Much of the menu is cooked from the back garden, and the Sunday tour was just beginning when we had to leave. I was so pleased, then, when my friend Lily was able to join Martin Höfft a few weeks later. Here is her report. (Those whose interest is piqued might take advantage of the unseasonably wonderful weather and join today's tour.)
When I met Martin, he was standing next to a six-foot tall cabbage while a group of kids played around him. The tour of Cafe Botanico’s permaculture garden wasn’t so much a walkabout—it’s quite small—as a look into Berlin’s permaculture community. Germany has a long history of allotment gardens (Schrebergärten), a tradition which is still vital today, judging from the bubbling laughter spilling onto the street from the small garden cottages. But Martin’s garden, I soon learned, is doing something a bit different: it’s a certified organic, self-sustaining permaculture garden. (Do you know of other places growing food this way in Berlin?)
As Martin explained, gesturing to this giant stalk, their gardening philosophy differs from the plant-seeds-and-harvest model. “We eat what’s edible and let the plant grow,” explained Martin, as he gestured towards harvesting the bottom two Markstammkohl (marrow-stem kale) leaves while letting the top leaves continue to nourish the plant. It requires less working of the soil—hence the organic designation—and less work for the gardener. Ideally, we learned, this garden lasts for generations.

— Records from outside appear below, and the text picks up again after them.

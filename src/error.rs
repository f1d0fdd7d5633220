//! Error types for permweave
//!
//! This module defines the error hierarchy used throughout the crate.
//! Permission checks never produce errors; these types cover configuration,
//! graph mutation and the persistence collaborator.

use thiserror::Error;

/// Top-level application error
#[derive(Error, Debug)]
pub enum AppError {
    #[error("Configuration error: {0}")]
    Config(#[from] ConfigError),

    #[error("Graph error: {0}")]
    Graph(#[from] GraphError),

    #[error("Store error: {0}")]
    Store(#[from] StoreError),
}

/// Configuration-related errors
#[derive(Error, Debug)]
pub enum ConfigError {
    #[error("Failed to load configuration: {0}")]
    Load(String),

    #[error("Invalid configuration: {message}")]
    Invalid { message: String },

    #[error("Missing required configuration: {field}")]
    Missing { field: String },

    #[error("IO error: {0}")]
    Io(#[from] std::io::Error),
}

/// Rejected graph mutations
#[derive(Error, Debug, Clone, PartialEq, Eq)]
pub enum GraphError {
    #[error("Group '{0}' does not exist")]
    GroupNotFound(String),

    #[error("Group '{0}' already exists")]
    GroupExists(String),

    #[error("User '{0}' does not exist")]
    UserNotFound(String),

    #[error("Group '{0}' cannot be its own parent")]
    SelfParent(String),

    #[error("Cannot delete the default group '{0}'")]
    DefaultGroupDeletion(String),

    #[error("{field} must not be empty")]
    EmptyIdentifier { field: &'static str },
}

impl GraphError {
    pub fn empty(field: &'static str) -> Self {
        GraphError::EmptyIdentifier { field }
    }
}

/// Persistence collaborator errors
#[derive(Error, Debug)]
pub enum StoreError {
    #[error("IO error on '{path}': {source}")]
    Io {
        path: String,
        #[source]
        source: std::io::Error,
    },

    #[error("Malformed graph data: {0}")]
    Format(#[from] serde_json::Error),

    #[error("Store unavailable: {0}")]
    Unavailable(String),
}

impl StoreError {
    pub fn io(path: impl Into<String>, source: std::io::Error) -> Self {
        StoreError::Io {
            path: path.into(),
            source,
        }
    }
}

/// Result type alias for the application
pub type Result<T> = std::result::Result<T, AppError>;

/// Result type alias for graph mutations
pub type GraphResult<T> = std::result::Result<T, GraphError>;

/// Result type alias for store operations
pub type StoreResult<T> = std::result::Result<T, StoreError>;
// src/resolver/liveness.rs
// =============================================================================
// This module decides whether a link target is dead.
//
// Two steps:
// 1. Normalize: absolute http(s) targets are probed as-is; site-relative
//    targets (leading '/') are resolved against the configured site base and
//    marked internal; everything else (mailto:, #fragment, bare relative
//    paths) is skipped without any HTTP call.
// 2. Probe: one GET with a bounded timeout and redirect following. Only a
//    confirmed 404 counts as dead. 5xx, timeouts, and transport errors are
//    treated as not-dead so a transient outage never gets "archived".
// =============================================================================

use std::time::Duration;

use reqwest::{Client, StatusCode};
use tracing::{debug, warn};

use crate::error::LinkRotError;

/// Identifying user-agent sent with every probe, so site operators can see
/// who is knocking.
pub const USER_AGENT: &str =
    "link-rot-detector (https://github.com/capjamesg/markdown-html-link-rot)";

/// Per-request timeout for probes and archive lookups.
pub const HTTP_TIMEOUT: Duration = Duration::from_secs(10);

/// Outcome of normalizing a raw link target.
#[derive(Debug, Clone, PartialEq, Eq)]
pub enum Normalized {
    /// An absolute URL worth probing. `internal` is true when the target was
    /// site-relative.
    Candidate { url: String, internal: bool },
    /// Not a checkable absolute reference; no HTTP call is made.
    Skip,
}

/// Result of a liveness check.
#[derive(Debug, Clone, PartialEq, Eq)]
pub enum LinkStatus {
    Alive,
    Dead { url: String, internal: bool },
    Skip,
}

/// Applies the normalization policy to a raw target.
///
/// The original reference is never mutated; this produces a derived copy.
pub fn normalize(target: &str, site_base: &str) -> Normalized {
    let target = target.trim_end();
    if target.starts_with("http") {
        // External-form. It may still point at our own domain, but only
        // site-relative links count as internal.
        Normalized::Candidate {
            url: target.to_string(),
            internal: false,
        }
    } else if target.starts_with('/') {
        Normalized::Candidate {
            url: format!("{}{}", site_base.trim_end_matches('/'), target),
            internal: true,
        }
    } else {
        Normalized::Skip
    }
}

/// Checks whether `target` is dead.
///
/// Returns `Skip` without touching the network for non-checkable targets.
pub async fn check(client: &Client, site_base: &str, target: &str) -> LinkStatus {
    let (url, internal) = match normalize(target, site_base) {
        Normalized::Candidate { url, internal } => (url, internal),
        Normalized::Skip => {
            debug!(link = target, "not a checkable absolute reference, skipping");
            return LinkStatus::Skip;
        }
    };

    match probe(client, &url).await {
        Ok(status) if status == StatusCode::NOT_FOUND => LinkStatus::Dead { url, internal },
        Ok(status) => {
            debug!(%url, status = status.as_u16(), "link answered, leaving it alone");
            LinkStatus::Alive
        }
        Err(err) => {
            // A failed probe is not proof of death. Abandon the reference
            // for this run rather than archiving a transient failure.
            warn!(%url, error = %err, "liveness probe failed, treating as not dead");
            LinkStatus::Alive
        }
    }
}

async fn probe(client: &Client, url: &str) -> Result<StatusCode, LinkRotError> {
    let response = client
        .get(url)
        .send()
        .await
        .map_err(|source| LinkRotError::Network {
            url: url.to_string(),
            source,
        })?;
    Ok(response.status())
}

#[cfg(test)]
mod tests {
    use super::*;

    const SITE: &str = "https://example.com";

    #[test]
    fn test_absolute_url_is_external_candidate() {
        assert_eq!(
            normalize("https://other.com/page", SITE),
            Normalized::Candidate {
                url: "https://other.com/page".to_string(),
                internal: false,
            }
        );
    }

    #[test]
    fn test_site_relative_is_internal_candidate() {
        assert_eq!(
            normalize("/posts/2020", SITE),
            Normalized::Candidate {
                url: "https://example.com/posts/2020".to_string(),
                internal: true,
            }
        );
    }

    #[test]
    fn test_trailing_whitespace_is_trimmed_from_the_copy() {
        assert_eq!(
            normalize("/posts/2020 ", SITE),
            Normalized::Candidate {
                url: "https://example.com/posts/2020".to_string(),
                internal: true,
            }
        );
    }

    #[test]
    fn test_bare_relative_fragment_and_mailto_are_skipped() {
        assert_eq!(normalize("about.html", SITE), Normalized::Skip);
        assert_eq!(normalize("#section", SITE), Normalized::Skip);
        assert_eq!(normalize("mailto:hi@example.com", SITE), Normalized::Skip);
        assert_eq!(normalize("", SITE), Normalized::Skip);
    }

    #[tokio::test]
    async fn test_skip_makes_no_http_call() {
        let server = tiny_http::Server::http("127.0.0.1:0").unwrap();
        let base = format!("http://{}", server.server_addr().to_ip().unwrap());
        let seen = std::sync::Arc::new(std::sync::Mutex::new(Vec::new()));
        let seen_by_server = std::sync::Arc::clone(&seen);
        std::thread::spawn(move || {
            for request in server.incoming_requests() {
                seen_by_server.lock().unwrap().push(request.url().to_string());
                let _ = request.respond(tiny_http::Response::from_string("ok"));
            }
        });

        // Even the site base points at the recording server, so a probe of
        // any of these targets would land in the log.
        let client = Client::new();
        for target in ["about.html", "#section", "mailto:hi@example.com"] {
            assert_eq!(check(&client, &base, target).await, LinkStatus::Skip);
        }
        assert!(seen.lock().unwrap().is_empty());

        // The log does record when a probe actually happens.
        assert_eq!(
            check(&client, &base, &format!("{base}/ok")).await,
            LinkStatus::Alive
        );
        assert_eq!(seen.lock().unwrap().as_slice(), ["/ok".to_string()]);
    }

    #[tokio::test]
    async fn test_only_404_is_dead() {
        let server = tiny_http::Server::http("127.0.0.1:0").unwrap();
        let base = format!("http://{}", server.server_addr().to_ip().unwrap());
        std::thread::spawn(move || {
            for request in server.incoming_requests() {
                let code = match request.url() {
                    "/missing" => 404,
                    "/error" => 500,
                    _ => 200,
                };
                let _ = request.respond(tiny_http::Response::empty(code));
            }
        });

        let client = Client::builder().timeout(HTTP_TIMEOUT).build().unwrap();
        assert_eq!(
            check(&client, SITE, &format!("{base}/missing")).await,
            LinkStatus::Dead {
                url: format!("{base}/missing"),
                internal: false,
            }
        );
        assert_eq!(check(&client, SITE, &format!("{base}/ok")).await, LinkStatus::Alive);
        // 5xx is not proof of death.
        assert_eq!(
            check(&client, SITE, &format!("{base}/error")).await,
            LinkStatus::Alive
        );
    }

    #[tokio::test]
    async fn test_connection_failure_is_not_dead() {
        let client = Client::builder()
            .timeout(Duration::from_secs(2))
            .build()
            .unwrap();
        // Nothing listens on port 1.
        let status = check(&client, SITE, "http://127.0.0.1:1/gone").await;
        assert_eq!(status, LinkStatus::Alive);
    }
}
// src/rewrite.rs
// =============================================================================
// This module applies resolved replacements to a document and persists it.
//
// Key behaviors:
// - Each replacement targets one occurrence of the reference's exact matched
//   text, never a document-wide replace-all. Repeated identical links are
//   healed one occurrence per reference, so nothing else gets corrupted.
// - The archived URL takes the original's place inside the original syntax,
//   with an " (archived)" marker appended so a human reviewer can see which
//   links were auto-healed.
// - A document is persisted at most once per run, only if dirty, as a full
//   UTF-8 overwrite via a same-directory temp file + rename.
// =============================================================================

use std::path::{Path, PathBuf};

use tracing::debug;

use crate::error::LinkRotError;
use crate::scanner::{LinkReference, LinkSyntax};

/// Marker appended after every healed link.
const ARCHIVED_MARKER: &str = " (archived)";

/// One document's in-flight state. Exclusively owned by the task processing
/// it; no synchronization needed.
#[derive(Debug)]
pub struct DocumentState {
    pub path: PathBuf,
    pub original_text: String,
    pub working_text: String,
    pub dirty: bool,
}

impl DocumentState {
    /// Reads the document from disk.
    pub async fn load(path: &Path) -> std::io::Result<Self> {
        let text = tokio::fs::read_to_string(path).await?;
        Ok(DocumentState {
            path: path.to_path_buf(),
            working_text: text.clone(),
            original_text: text,
            dirty: false,
        })
    }

    /// Replaces one occurrence of `reference` in the working text with its
    /// archived rendition. Returns whether a rewrite actually happened.
    ///
    /// Later substitutions operate on the already-partially-rewritten text;
    /// keying on the full matched text keeps each application pinned to a
    /// single occurrence even when spans have shifted.
    pub fn apply(&mut self, reference: &LinkReference, archived: &str) -> bool {
        let replacement = match reference.syntax {
            LinkSyntax::Markdown => {
                format!("[{}]({archived}){ARCHIVED_MARKER}", reference.label)
            }
            LinkSyntax::Html => {
                format!(
                    "<a href=\"{archived}\">{}</a>{ARCHIVED_MARKER}",
                    reference.label
                )
            }
        };

        if !self.working_text.contains(&reference.raw_text) {
            debug!(
                document = %self.path.display(),
                raw = %reference.raw_text,
                "matched text no longer present, leaving document as-is"
            );
            return false;
        }

        self.working_text = self.working_text.replacen(&reference.raw_text, &replacement, 1);
        self.dirty = true;
        true
    }

    /// Writes the working text back to the document's path.
    ///
    /// Goes through a temp file in the same directory and renames over the
    /// original, so a crash mid-write never leaves a truncated document.
    pub async fn persist(&self) -> Result<(), LinkRotError> {
        let tmp = self.path.with_extension("linkrot-tmp");
        let write = async {
            tokio::fs::write(&tmp, &self.working_text).await?;
            tokio::fs::rename(&tmp, &self.path).await
        };
        write.await.map_err(|source| LinkRotError::Persistence {
            path: self.path.clone(),
            source,
        })
    }
}
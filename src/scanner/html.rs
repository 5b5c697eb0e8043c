// src/scanner/html.rs
// =============================================================================
// This module extracts HTML anchor links from document text.
//
// Like the markdown pass, this is a non-greedy pattern scan over the raw
// text, not a DOM parse. The whole anchor element is captured as the raw
// match so the rewriter can reconstruct it around a replacement href.
// =============================================================================

use std::path::Path;
use std::sync::LazyLock;

use regex::Regex;

use super::{LinkReference, LinkSyntax};

// `<a ... href="target" ...>label</a>`; `.` does not match newlines, so a
// match never spans lines.
static HTML_ANCHOR: LazyLock<Regex> = LazyLock::new(|| {
    Regex::new(r#"<a.*?href="(.*?)".*?>(.*?)</a>"#).expect("anchor pattern is valid")
});

/// Extracts all anchor-element links from `text`, in document order.
pub fn extract_html_links(text: &str, document: &Path) -> Vec<LinkReference> {
    HTML_ANCHOR
        .captures_iter(text)
        .map(|caps| LinkReference {
            raw_text: caps[0].to_string(),
            target: caps[1].to_string(),
            label: caps[2].to_string(),
            syntax: LinkSyntax::Html,
            document: document.to_path_buf(),
        })
        .collect()
}
// src/resolver/mod.rs
// =============================================================================
// This module turns a raw link target into a terminal resolution outcome.
//
// Submodules:
// - liveness: normalization policy + the 404-only death probe
// - archive: Wayback availability lookup
//
// The one rule that lives here: a dead *internal* link is a content bug the
// Wayback Machine cannot fix, so it goes straight to the failure list and
// never reaches the archive lookup.
// =============================================================================

pub mod archive;
pub mod liveness;

use reqwest::Client;
use tracing::info;

use crate::config::Config;
use archive::ArchiveOutcome;
use liveness::LinkStatus;

/// Terminal outcome for one link reference. Consumed exactly once: `Alive`
/// is discarded, the other two feed the rewriter or the failure list.
#[derive(Debug, Clone, PartialEq, Eq)]
pub enum ResolutionOutcome {
    Alive,
    Unresolvable { original: String },
    Resolved { original: String, archived: String },
}

/// Runs one target through the liveness check and, when warranted, the
/// archive lookup.
pub async fn resolve_reference(client: &Client, config: &Config, target: &str) -> ResolutionOutcome {
    match liveness::check(client, &config.site_base, target).await {
        LinkStatus::Alive | LinkStatus::Skip => ResolutionOutcome::Alive,
        LinkStatus::Dead { url, internal: true } => {
            info!(%url, "dead internal link, nothing to archive");
            ResolutionOutcome::Unresolvable { original: url }
        }
        LinkStatus::Dead { url, internal: false } => {
            match archive::resolve(client, &config.wayback_api, &url).await {
                ArchiveOutcome::Resolved { archived } => ResolutionOutcome::Resolved {
                    original: url,
                    archived,
                },
                ArchiveOutcome::Unresolvable => ResolutionOutcome::Unresolvable { original: url },
            }
        }
    }
}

“Eating what’s edible” led Martin to feed us dried fennel seeds cracked out of a pod (delicious, as you might expect), not-so-dried fennel seeds and the green tendrils of fennel growing out of the ground. All delicious. I soon learned that permaculture means a somewhat staggering range of biodiversity. What looked at first like a tiny plot contains over 200 different types of plants, including some fascinating ones like the Ur-Kohl, the brassica that broccoli, kohlrabi, and cabbage originated from. Martin lets the seeds fall in the rich compost formed by decaying old plants. What grows back looks like a mess, but viewed through Martin’s trained eyes we see both what might be edible—quinoa, green onions, kale, pears, cherries—and the important function of the thick floor of weeds beneath our feet.
I learned a new word on the tour, Unkraut, because most of what Martin passed around were technically weeds. In a salad, though, who would guess? These wild herbs are bracing, full-bodied, and unusual. Having an undisturbed soil bed, composted with decaying plants and strengthened by so many interconnected roots, allows the garden to grow Unkräuter used in the cafe year round. Good news for us November visitors: the wild arugula in late October was mustardy and sharp.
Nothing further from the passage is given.